• There’s no hidden agenda on comments

    Every so often someone accuses us of blocking comments because we object to opposing points of view. Because you’re not privy to comments that aren’t approved you can’t know how far from the truth this is. If you trust me, you’ll believe me that it is very far. It is, in fact, false.

    But you don’t have to just trust me. One way to satisfy yourself that we don’t weed out opposing views is to read the comments that are approved. You’ll find many that push back. For instance, John Goodman has offered many comments in opposition to points we’ve made in our review of his book. All of them have been approved. Just ask him.* John is not an isolated case. There are many opposing voices in the comments on TIE. Just read them, and you’ll see. If we were afraid of opposition, you’d not find these. If we were afraid of opposition, we’d have an awfully hard time participating in the health policy dialog. If you haven’t noticed, it’s rife with strong, opposing views.

    Another way to satisfy yourself is to read the comments policy. It enumerates exactly how we moderate comments. We adhere to that policy.

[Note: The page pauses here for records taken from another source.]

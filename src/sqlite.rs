use crate::config::{ensure_database_dir, AccessorConfig};
use crate::error::{Result, TableError};
use crate::ops;
use crate::request::{Clear, CrudOperation, CrudOutcome, DeleteWhere, Insert, ReadAll, ReadWhere, UpdateWhere};
use crate::schema::initialize_schema;
use crate::value::Row;
use async_trait::async_trait;
use rusqlite::Connection;
use std::path::{Path, PathBuf};
use std::sync::{Arc, Mutex, PoisonError};

/// Asynchronous CRUD operations over named tables.
///
/// Each call settles exactly once, when its statement (or transaction, for
/// batches) has completed or failed. Nothing is retried.
#[async_trait]
pub trait TableStore: Send + Sync {
    /// Every row of a table, optionally paged.
    async fn read_all(&self, req: ReadAll) -> Result<Vec<Row>>;

    /// Rows matching a filter.
    async fn read_where(&self, req: ReadWhere) -> Result<Vec<Row>>;

    /// Insert a batch of rows in one transaction, returning the inserted count.
    async fn insert(&self, req: Insert) -> Result<usize>;

    /// Update matching rows, returning the changed count.
    async fn update_where(&self, req: UpdateWhere) -> Result<usize>;

    /// Delete matching rows, returning them as they were before deletion.
    async fn delete_where(&self, req: DeleteWhere) -> Result<Vec<Row>>;

    /// Delete every row, keeping the table.
    async fn clear(&self, req: Clear) -> Result<usize>;

    /// Perform a CRUD operation (type-safe API)
    async fn execute(&self, op: CrudOperation) -> Result<CrudOutcome>;
}

/// Handle to one open database.
///
/// Clones share the same connection. rusqlite connections are not `Sync`, so
/// the connection sits behind a mutex and every statement runs on the
/// blocking pool.
#[derive(Clone)]
pub struct TableAccessor {
    connection: Arc<Mutex<Connection>>,
    db_path: Option<PathBuf>,
}

impl std::fmt::Debug for TableAccessor {
    fn fmt(&self, f: &mut std::fmt::Formatter<'_>) -> std::fmt::Result {
        f.debug_struct("TableAccessor")
            .field("db_path", &self.db_path)
            .finish_non_exhaustive()
    }
}

impl TableAccessor {
    /// Open (creating if needed) `<path>/<stem>.db` and apply the schema.
    #[tracing::instrument(skip(config), fields(name = %config.name))]
    pub async fn open(config: AccessorConfig) -> Result<Self> {
        config.validate()?;
        let db_path = config.db_file();
        let path = db_path.clone();
        let connection = tokio::task::spawn_blocking(move || -> Result<Connection> {
            ensure_database_dir(&config.path)?;
            let conn = Connection::open(&path)?;
            if let Some(timeout) = config.busy_timeout() {
                conn.busy_timeout(timeout)?;
            }
            initialize_schema(&conn, &config.schema)?;
            Ok(conn)
        })
        .await??;
        tracing::info!(path = %db_path.display(), "database opened");
        Ok(Self {
            connection: Arc::new(Mutex::new(connection)),
            db_path: Some(db_path),
        })
    }

    /// Open a private in-memory database.
    pub async fn open_in_memory() -> Result<Self> {
        let connection = tokio::task::spawn_blocking(Connection::open_in_memory).await??;
        Ok(Self {
            connection: Arc::new(Mutex::new(connection)),
            db_path: None,
        })
    }

    /// File backing this accessor; `None` for in-memory databases.
    pub fn db_path(&self) -> Option<&Path> {
        self.db_path.as_deref()
    }

    /// Run `f` with exclusive access to the underlying connection.
    pub async fn with_connection<F, R>(&self, f: F) -> Result<R>
    where
        F: FnOnce(&mut Connection) -> Result<R> + Send + 'static,
        R: Send + 'static,
    {
        let connection = Arc::clone(&self.connection);
        tokio::task::spawn_blocking(move || {
            // A panicking closure leaves no open transaction behind: a dropped
            // `Transaction` rolls back, so the connection stays usable.
            let mut conn = connection.lock().unwrap_or_else(PoisonError::into_inner);
            f(&mut *conn)
        })
        .await?
    }

    /// Close the connection if this is the last handle to it.
    pub async fn close(self) -> Result<()> {
        match Arc::try_unwrap(self.connection) {
            Ok(mutex) => {
                let conn = mutex.into_inner().unwrap_or_else(PoisonError::into_inner);
                tokio::task::spawn_blocking(move || conn.close().map_err(|(_, err)| TableError::Engine(err)))
                    .await??;
                tracing::debug!("database closed");
            }
            Err(_) => {
                tracing::debug!("other handles still open, connection kept alive");
            }
        }
        Ok(())
    }
}

#[async_trait]
impl TableStore for TableAccessor {
    async fn read_all(&self, req: ReadAll) -> Result<Vec<Row>> {
        let table = req.table.clone();
        let rows = self.with_connection(move |conn| ops::read_all(conn, &req)).await?;
        tracing::debug!(%table, rows = rows.len(), "read table");
        Ok(rows)
    }

    async fn read_where(&self, req: ReadWhere) -> Result<Vec<Row>> {
        let table = req.table.clone();
        let rows = self.with_connection(move |conn| ops::read_where(conn, &req)).await?;
        tracing::debug!(%table, rows = rows.len(), "read filtered rows");
        Ok(rows)
    }

    async fn insert(&self, req: Insert) -> Result<usize> {
        let table = req.table.clone();
        let inserted = self.with_connection(move |conn| ops::insert(conn, &req)).await?;
        tracing::debug!(%table, inserted, "rows inserted");
        Ok(inserted)
    }

    async fn update_where(&self, req: UpdateWhere) -> Result<usize> {
        let table = req.table.clone();
        let affected = self.with_connection(move |conn| ops::update_where(conn, &req)).await?;
        tracing::debug!(%table, affected, "rows updated");
        Ok(affected)
    }

    async fn delete_where(&self, req: DeleteWhere) -> Result<Vec<Row>> {
        self.with_connection(move |conn| ops::delete_where(conn, &req)).await
    }

    async fn clear(&self, req: Clear) -> Result<usize> {
        let table = req.table.clone();
        let affected = self.with_connection(move |conn| ops::clear(conn, &req)).await?;
        tracing::info!(%table, affected, "table cleared");
        Ok(affected)
    }

    async fn execute(&self, op: CrudOperation) -> Result<CrudOutcome> {
        self.with_connection(move |conn| ops::run_operation(conn, &op)).await
    }
}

The backstory explains why: that policy, as well as our methods of application of it, was developed to make blog administration more transparent to potential funding organizations that cared that we were as fair and open to all voices as possible. I explain this to demonstrate how seriously we take it. If we applied a viewpoint filter, we’d be foolish not to disclose it in the policy. I say “foolish” because imagine the difficulty we’d be in if a funding organization discovered that we were filtering comments in a way that wasn’t transparent. That would be very embarrassing and might jeopardize a good opportunity for us.**

    To be sure, applying the comments policy involves a degree of subjectivity. For example, what is “rude”? Well, that’s up to us, it always will be, and it is not subject to discussion. This is our house, and applying a comments policy of our choosing in our own way is our privilege. We make it as transparent as possible, but we can’t define all the ways people might be rude, vulgar, belligerent, etc. When we block comments for these reasons, we are not taking away your voice! We’re just asking some of you to express yours elsewhere. If you wish to be those things, you are free to start your own blog and fill it up with any content you like and administer comments as you see fit. That is your privilege.

    I’ll let you know right now, anyone who accuses me of filtering comments to weed out views I don’t like is, in my view, rude. If you came into my house and told me I was biased and unable to listen to other points of view I’d feel the same way. Though I’m open to opposing points of view, I am not open to other people telling me that I have ulterior motives. If you came into my house and suggested as much I would not invite you back. Get it?

    * Full disclosure: A week or so ago, we had a technical error that led him to submit multiple, similar comments. In consultation with John, we worked out which of those similar comments he wanted us to approve, and we didn’t approve the redundant ones.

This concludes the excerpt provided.